Picture and lens quality are still important though.

Any recommendations?


----------



## matt (Jun 29, 2006)

Hya mate, ive just bought the panasonic TZ3. Although its not a wafer thin camera its got 10x optical zoom. I also considered the fx55 which is alot slimmer than the TZ3 but has 8mp over 7.2 but only has 3x optical zoom. if you do a search in the photo section i started a thread a few weeks ago when i was looking and there are a couple of links in the thread to good reviews etc. Think i titled it Panasonic camera help or something. im at work and cant link you to the thread unfortunately. HTH

Matt :wave:


----------



## jedi-knight83 (Aug 11, 2006)

thanks. zoom on a small cam isnt important for me as it will just be of rsticking in the pocket for nights out etc. pics of ppl close up in a club type thing.

also in the pocket for boarding for general pics. so size and pic quality are more important than zoom at this point.


----------



## jedi-knight83 (Aug 11, 2006)

ha just realised that the fx55 is the same as the one i used in andorra last week (i had the leica branded version)

was ok


----------



## jedi-knight83 (Aug 11, 2006)

acually i had the leica c-lux 2 which is the same as the panasonic fx07

just to clear up my previous statement


----------



## Ade25 (Nov 2, 2007)

I use Nikon equipment myself Nikon F100 28-70 f2.8 & 70-200 f2.8 VR got a nikon coolpix s510 for christmas it's brilliant even has VR. You can get one for about £150. No more blurred shots when you've been working in the cold all day. Fits in your pocket nice & compact. I to get fed up humping a heavy camera & lens about. Hope this helps :thumb:


----------



## jedi-knight83 (Aug 11, 2006)

any chance of posting a few sample shots from the s510?


----------



## Ade25 (Nov 2, 2007)

I've never posted any pics & been new to digital have not had time to suss it out yet any info appreciated & i'll give it a go when I get some time. 
Have a look at the review on

www.dpreview.com


----------



## Bigpikle (May 21, 2007)

Ricoh GRD is cracking - great quality, 28mm equiv wide angle and no zoom. Shoots RAW as well for processing.

I have a Canon 5D and £3k+ in lenses, and have spent more time carrying the Ricoh for the reasons you mention and the quality.

Have a look at it....


----------



## ratbag98 (Dec 18, 2007)

Canon G9: 12MP, RAW, 3" screen. Bought mine as a carry-around to complement my 1DII and quite happy so far. All the P&S cameras I've tried have suffered to some extent with chromatic aberration (purple fringe, typically on areas of extreme contrast) and shutter lag. The G9 isn't immune from these problems, but I've been pleasantly surprised by what I can achieve with it. And at less than a 20th of the price of my SLR equipment I'm delighted!

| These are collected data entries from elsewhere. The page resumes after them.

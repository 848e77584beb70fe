use std::path::{Path, PathBuf};

use anyhow::{Context, Result};

use crate::cli::Cli;

/// Name of the service definition file that marks a directory as a stack
pub const COMPOSE_FILE: &str = "docker-compose.yaml";

pub const DEFAULT_ROOT: &str = "stack";
pub const DEFAULT_COMPOSE_BIN: &str = "docker-compose";
pub const DEFAULT_DOCKER_BIN: &str = "docker";

/// Runtime settings resolved from flags and environment variables
#[derive(Debug, Clone, PartialEq, Eq)]
pub struct Settings {
    /// Folder scanned for stacks
    pub root: PathBuf,
    /// Orchestration tool (`docker-compose`)
    pub compose_bin: String,
    /// Stats tool (`docker`)
    pub docker_bin: String,
}

impl Settings {
    pub fn from_cli(cli: &Cli) -> Result<Self> {
        Ok(Self {
            root: expand_home(&cli.root)?,
            compose_bin: cli.compose_bin.clone(),
            docker_bin: cli.docker_bin.clone(),
        })
    }
}

impl Default for Settings {
    fn default() -> Self {
        Self {
            root: PathBuf::from(DEFAULT_ROOT),
            compose_bin: DEFAULT_COMPOSE_BIN.to_string(),
            docker_bin: DEFAULT_DOCKER_BIN.to_string(),
        }
    }
}

/// Expand a leading `~` to the home directory
fn expand_home(path: &Path) -> Result<PathBuf> {
    match path.strip_prefix("~") {
        Ok(rest) => {
            let home_dir = dirs::home_dir().context("Failed to get home directory")?;
            Ok(home_dir.join(rest))
        }
        Err(_) => Ok(path.to_path_buf()),
    }
}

For samples and comments from happy owners of most cameras (including all the other ones mentioned in replies to your request), check out the forums on www.dpreview.com. The reviews are pretty good too.


----------



## DPN (Jan 7, 2006)

I am currently using an Olympus FE-230 7.1 Meg camera

Excellent value for money. 

I got mine from Argos


----------



## Mark M (Nov 29, 2006)

GF's Dad just got this little number. It is superb.

Leica D-Lux

I have a Sony DSC W55 with Carl Ziess lens and it is pretty good at a fraction of the cost.


----------



## Bigpikle (May 21, 2007)

Leica is a con IMHO, as it is the panasonic simply rebadged' with exact same internals!


----------



## snoop69 (Jun 16, 2007)

Sony Ericsson K800i with 3.2mp camera :thumb:


----------



## CK888 (Apr 23, 2006)

Fuji Finepix f30/f31fd:thumb: Not the thinnest cam on the market but seriously good in low light situation especially at iso800, impressive battery life and aperture/shutter priority settings. It's discontinued though but it's very hard to get one cheap off ebay because of its performance. See Flickr for examples.


----------



## ratbag98 (Dec 18, 2007)

CK888 said:


> Fuji Finepix f30/f31fd:thumb: Not the thinnest cam on the market but seriously good in low light situation especially at iso800, impressive battery life and aperture/shutter priority settings. It's discontinued though but it's very hard to get one cheap off ebay because of its performance. See Flickr for examples.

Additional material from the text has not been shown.